◆ **About this exercise**
Set out the records again, keeping every word as it is.

◆ **Exercise materials**
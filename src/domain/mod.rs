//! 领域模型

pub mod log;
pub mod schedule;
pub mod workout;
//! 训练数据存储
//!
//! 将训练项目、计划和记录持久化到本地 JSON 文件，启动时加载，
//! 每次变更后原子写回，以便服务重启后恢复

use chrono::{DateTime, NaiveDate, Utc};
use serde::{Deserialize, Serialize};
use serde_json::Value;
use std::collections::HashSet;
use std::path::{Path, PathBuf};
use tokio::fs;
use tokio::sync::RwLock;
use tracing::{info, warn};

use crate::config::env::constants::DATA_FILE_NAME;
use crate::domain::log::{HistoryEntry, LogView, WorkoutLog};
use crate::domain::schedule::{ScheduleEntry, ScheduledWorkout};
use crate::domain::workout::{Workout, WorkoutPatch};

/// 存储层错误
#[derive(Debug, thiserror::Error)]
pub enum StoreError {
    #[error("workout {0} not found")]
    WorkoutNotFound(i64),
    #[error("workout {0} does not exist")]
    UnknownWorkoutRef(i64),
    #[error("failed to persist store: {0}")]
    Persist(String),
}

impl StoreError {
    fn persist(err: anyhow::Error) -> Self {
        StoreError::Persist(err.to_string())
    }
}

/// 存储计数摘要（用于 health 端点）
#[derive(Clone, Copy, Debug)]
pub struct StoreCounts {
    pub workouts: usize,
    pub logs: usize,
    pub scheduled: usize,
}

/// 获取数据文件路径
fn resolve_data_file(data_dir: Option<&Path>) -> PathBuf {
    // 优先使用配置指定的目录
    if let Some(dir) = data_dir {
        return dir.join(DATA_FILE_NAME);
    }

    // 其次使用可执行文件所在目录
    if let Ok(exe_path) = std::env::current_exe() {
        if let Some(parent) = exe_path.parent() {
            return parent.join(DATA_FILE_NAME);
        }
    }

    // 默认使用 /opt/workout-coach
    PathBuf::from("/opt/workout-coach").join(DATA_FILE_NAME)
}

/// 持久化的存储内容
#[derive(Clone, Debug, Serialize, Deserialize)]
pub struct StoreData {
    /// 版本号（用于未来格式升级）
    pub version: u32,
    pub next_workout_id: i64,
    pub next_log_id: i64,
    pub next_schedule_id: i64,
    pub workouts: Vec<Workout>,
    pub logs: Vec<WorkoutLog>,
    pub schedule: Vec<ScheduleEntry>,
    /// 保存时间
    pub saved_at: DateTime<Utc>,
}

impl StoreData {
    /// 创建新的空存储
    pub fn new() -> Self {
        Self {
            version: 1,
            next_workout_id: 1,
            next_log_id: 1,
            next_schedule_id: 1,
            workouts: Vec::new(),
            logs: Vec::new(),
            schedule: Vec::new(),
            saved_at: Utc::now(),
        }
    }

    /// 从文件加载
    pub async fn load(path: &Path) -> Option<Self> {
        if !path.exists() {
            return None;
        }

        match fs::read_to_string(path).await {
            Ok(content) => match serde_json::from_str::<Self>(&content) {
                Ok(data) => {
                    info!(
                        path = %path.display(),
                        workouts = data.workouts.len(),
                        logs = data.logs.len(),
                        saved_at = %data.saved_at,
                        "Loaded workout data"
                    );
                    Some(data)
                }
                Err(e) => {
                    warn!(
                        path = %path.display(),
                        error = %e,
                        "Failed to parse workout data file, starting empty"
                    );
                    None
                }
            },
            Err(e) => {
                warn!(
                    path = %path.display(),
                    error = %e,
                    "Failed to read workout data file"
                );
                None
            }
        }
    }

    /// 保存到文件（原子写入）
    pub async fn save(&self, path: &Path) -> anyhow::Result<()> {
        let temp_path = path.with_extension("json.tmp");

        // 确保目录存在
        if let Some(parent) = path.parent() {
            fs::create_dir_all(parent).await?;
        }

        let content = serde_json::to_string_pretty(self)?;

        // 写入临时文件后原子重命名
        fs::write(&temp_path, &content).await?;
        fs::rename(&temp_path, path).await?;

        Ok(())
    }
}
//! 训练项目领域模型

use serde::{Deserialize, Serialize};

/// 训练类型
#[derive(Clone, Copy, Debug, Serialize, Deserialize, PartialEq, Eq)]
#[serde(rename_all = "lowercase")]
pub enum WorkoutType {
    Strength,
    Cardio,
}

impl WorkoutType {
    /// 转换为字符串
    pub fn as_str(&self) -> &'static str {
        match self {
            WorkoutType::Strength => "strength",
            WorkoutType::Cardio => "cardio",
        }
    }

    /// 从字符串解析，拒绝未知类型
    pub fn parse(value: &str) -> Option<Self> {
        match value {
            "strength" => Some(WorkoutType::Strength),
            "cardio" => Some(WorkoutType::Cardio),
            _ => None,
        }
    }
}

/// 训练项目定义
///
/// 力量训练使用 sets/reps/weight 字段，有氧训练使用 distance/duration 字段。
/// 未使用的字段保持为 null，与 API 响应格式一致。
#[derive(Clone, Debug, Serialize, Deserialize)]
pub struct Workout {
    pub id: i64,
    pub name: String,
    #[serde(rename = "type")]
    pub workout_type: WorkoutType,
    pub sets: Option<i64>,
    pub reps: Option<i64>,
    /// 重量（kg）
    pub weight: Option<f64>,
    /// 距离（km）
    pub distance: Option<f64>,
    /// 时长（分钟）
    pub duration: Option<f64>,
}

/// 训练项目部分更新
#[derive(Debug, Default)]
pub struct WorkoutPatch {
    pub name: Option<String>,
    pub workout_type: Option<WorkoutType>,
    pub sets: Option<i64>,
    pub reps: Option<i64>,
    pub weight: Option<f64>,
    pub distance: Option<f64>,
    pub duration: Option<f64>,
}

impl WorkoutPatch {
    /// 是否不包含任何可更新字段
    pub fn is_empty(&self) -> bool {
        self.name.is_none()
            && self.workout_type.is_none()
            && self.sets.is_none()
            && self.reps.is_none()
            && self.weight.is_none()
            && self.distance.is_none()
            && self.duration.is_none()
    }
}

◆ **Task output**
filename src/domain/mod.rs
//! 领域模型

pub mod log;
pub mod schedule;
pub mod workout;
//! 训练数据存储
//!
//! 将训练项目、计划和记录持久化到本地 JSON 文件，启动时加载，
//! 每次变更后原子写回，以便服务重启后恢复

use chrono::{DateTime, NaiveDate, Utc};
use serde::{Deserialize, Serialize};
use serde_json::Value;
use std::collections::HashSet;
use std::path::{Path, PathBuf};
use tokio::fs;
use tokio::sync::RwLock;
use tracing::{info, warn};

use crate::config::env::constants::DATA_FILE_NAME;
use crate::domain::log::{HistoryEntry, LogView, WorkoutLog};
use crate::domain::schedule::{ScheduleEntry, ScheduledWorkout};
use crate::domain::workout::{Workout, WorkoutPatch};

/// 存储层错误
#[derive(Debug, thiserror::Error)]
pub enum StoreError {
    #[error("workout {0} not found")]
    WorkoutNotFound(i64),
    #[error("workout {0} does not exist")]
    UnknownWorkoutRef(i64),
    #[error("failed to persist store: {0}")]
    Persist(String),
}

impl StoreError {
    fn persist(err: anyhow::Error) -> Self {
        StoreError::Persist(err.to_string())
    }
}

/// 存储计数摘要（用于 health 端点）
#[derive(Clone, Copy, Debug)]
pub struct StoreCounts {
    pub workouts: usize,
    pub logs: usize,
    pub scheduled: usize,
}

/// 获取数据文件路径
fn resolve_data_file(data_dir: Option<&Path>) -> PathBuf {
    // 优先使用配置指定的目录
    if let Some(dir) = data_dir {
        return dir.join(DATA_FILE_NAME);
    }

    // 其次使用可执行文件所在目录
    if let Ok(exe_path) = std::env::current_exe() {
        if let Some(parent) = exe_path.parent() {
            return parent.join(DATA_FILE_NAME);
        }
    }

    // 默认使用 /opt/workout-coach
    PathBuf::from("/opt/workout-coach").join(DATA_FILE_NAME)
}

/// 持久化的存储内容
#[derive(Clone, Debug, Serialize, Deserialize)]
pub struct StoreData {
    /// 版本号（用于未来格式升级）
    pub version: u32,
    pub next_workout_id: i64,
    pub next_log_id: i64,
    pub next_schedule_id: i64,
    pub workouts: Vec<Workout>,
    pub logs: Vec<WorkoutLog>,
    pub schedule: Vec<ScheduleEntry>,
    /// 保存时间
    pub saved_at: DateTime<Utc>,
}

impl StoreData {
    /// 创建新的空存储
    pub fn new() -> Self {
        Self {
            version: 1,
            next_workout_id: 1,
            next_log_id: 1,
            next_schedule_id: 1,
            workouts: Vec::new(),
            logs: Vec::new(),
            schedule: Vec::new(),
            saved_at: Utc::now(),
        }
    }

    /// 从文件加载
    pub async fn load(path: &Path) -> Option<Self> {
        if !path.exists() {
            return None;
        }

        match fs::read_to_string(path).await {
            Ok(content) => match serde_json::from_str::<Self>(&content) {
                Ok(data) => {
                    info!(
                        path = %path.display(),
                        workouts = data.workouts.len(),
                        logs = data.logs.len(),
                        saved_at = %data.saved_at,
                        "Loaded workout data"
                    );
                    Some(data)
                }
                Err(e) => {
                    warn!(
                        path = %path.display(),
                        error = %e,
                        "Failed to parse workout data file, starting empty"
                    );
                    None
                }
            },
            Err(e) => {
                warn!(
                    path = %path.display(),
                    error = %e,
                    "Failed to read workout data file"
                );
                None
            }
        }
    }

    /// 保存到文件（原子写入）
    pub async fn save(&self, path: &Path) -> anyhow::Result<()> {
        let temp_path = path.with_extension("json.tmp");

        // 确保目录存在
        if let Some(parent) = path.parent() {
            fs::create_dir_all(parent).await?;
        }

        let content = serde_json::to_string_pretty(self)?;

        // 写入临时文件后原子重命名
        fs::write(&temp_path, &content).await?;
        fs::rename(&temp_path, path).await?;

        Ok(())
    }
}
//! 训练项目领域模型

use serde::{Deserialize, Serialize};

/// 训练类型
#[derive(Clone, Copy, Debug, Serialize, Deserialize, PartialEq, Eq)]
#[serde(rename_all = "lowercase")]
pub enum WorkoutType {
    Strength,
    Cardio,
}

impl WorkoutType {
    /// 转换为字符串
    pub fn as_str(&self) -> &'static str {
        match self {
            WorkoutType::Strength => "strength",
            WorkoutType::Cardio => "cardio",
        }
    }

    /// 从字符串解析，拒绝未知类型
    pub fn parse(value: &str) -> Option<Self> {
        match value {
            "strength" => Some(WorkoutType::Strength),
            "cardio" => Some(WorkoutType::Cardio),
            _ => None,
        }
    }
}

/// 训练项目定义
///
/// 力量训练使用 sets/reps/weight 字段，有氧训练使用 distance/duration 字段。
/// 未使用的字段保持为 null，与 API 响应格式一致。
#[derive(Clone, Debug, Serialize, Deserialize)]
pub struct Workout {
    pub id: i64,
    pub name: String,
    #[serde(rename = "type")]
    pub workout_type: WorkoutType,
    pub sets: Option<i64>,
    pub reps: Option<i64>,
    /// 重量（kg）
    pub weight: Option<f64>,
    /// 距离（km）
    pub distance: Option<f64>,
    /// 时长（分钟）
    pub duration: Option<f64>,
}

/// 训练项目部分更新
#[derive(Debug, Default)]
pub struct WorkoutPatch {
    pub name: Option<String>,
    pub workout_type: Option<WorkoutType>,
    pub sets: Option<i64>,
    pub reps: Option<i64>,
    pub weight: Option<f64>,
    pub distance: Option<f64>,
    pub duration: Option<f64>,
}

impl WorkoutPatch {
    /// 是否不包含任何可更新字段
    pub fn is_empty(&self) -> bool {
        self.name.is_none()
            && self.workout_type.is_none()
            && self.sets.is_none()
            && self.reps.is_none()
            && self.weight.is_none()
            && self.distance.is_none()
            && self.duration.is_none()
    }
}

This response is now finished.